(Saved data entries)
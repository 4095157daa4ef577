//! End-to-end compression benchmarks, including similarity graph
//! generation, which dominates for large vector counts.
#![expect(
    missing_docs,
    reason = "Criterion macros generate items without doc comments"
)]
#![expect(
    clippy::shadow_reuse,
    reason = "Criterion bench_with_input closures rebind parameter names"
)]
use criterion::{BenchmarkId, Criterion, criterion_group, criterion_main};

use taproot_benches::{error::BenchSetupError, params::CodecBenchParams, workload::Workload};
use taproot_core::{TaprootBuilder, hamming_edges};

const SEED: u64 = 11;

const SHAPES: &[(usize, usize)] = &[(100, 128), (400, 128)];

fn pipeline_impl(c: &mut Criterion) -> Result<(), BenchSetupError> {
    let mut group = c.benchmark_group("pipeline");
    group.sample_size(10);
    let taproot = TaprootBuilder::new().build()?;

    for &(vector_count, dimension) in SHAPES {
        let workload = Workload::generate(SEED, vector_count, dimension)?;
        let params = CodecBenchParams {
            vector_count,
            dimension,
        };

        group.bench_with_input(
            BenchmarkId::new("hamming_edges", params),
            workload.vectors(),
            |b, vectors| {
                b.iter(|| hamming_edges(vectors));
            },
        );
        group.bench_with_input(
            BenchmarkId::new("compress", params),
            workload.vectors(),
            |b, vectors| {
                b.iter(|| taproot.compress(vectors));
            },
        );
    }

    group.finish();
    Ok(())
}

fn pipeline(c: &mut Criterion) {
    if let Err(err) = pipeline_impl(c) {
        panic!("pipeline benchmark setup failed: {err}");
    }
}

criterion_group!(benches, pipeline);
criterion_main!(benches);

__WHAT YOU HAVE TO DO__: Reproduce word for word the lines of the records above, beginning at the first and ending with the line where "Workload::generate(SEED, vector_count, dimension)?;" appears, and nothing past it.

__TASK ANSWER__:
repository 4095157daa4ef577
//! End-to-end compression benchmarks, including similarity graph
//! generation, which dominates for large vector counts.
#![expect(
    missing_docs,
    reason = "Criterion macros generate items without doc comments"
)]
#![expect(
    clippy::shadow_reuse,
    reason = "Criterion bench_with_input closures rebind parameter names"
)]
use criterion::{BenchmarkId, Criterion, criterion_group, criterion_main};

use taproot_benches::{error::BenchSetupError, params::CodecBenchParams, workload::Workload};
use taproot_core::{TaprootBuilder, hamming_edges};

const SEED: u64 = 11;

const SHAPES: &[(usize, usize)] = &[(100, 128), (400, 128)];

fn pipeline_impl(c: &mut Criterion) -> Result<(), BenchSetupError> {
    let mut group = c.benchmark_group("pipeline");
    group.sample_size(10);
    let taproot = TaprootBuilder::new().build()?;

    for &(vector_count, dimension) in SHAPES {
        let workload = Workload::generate(SEED, vector_count, dimension)?;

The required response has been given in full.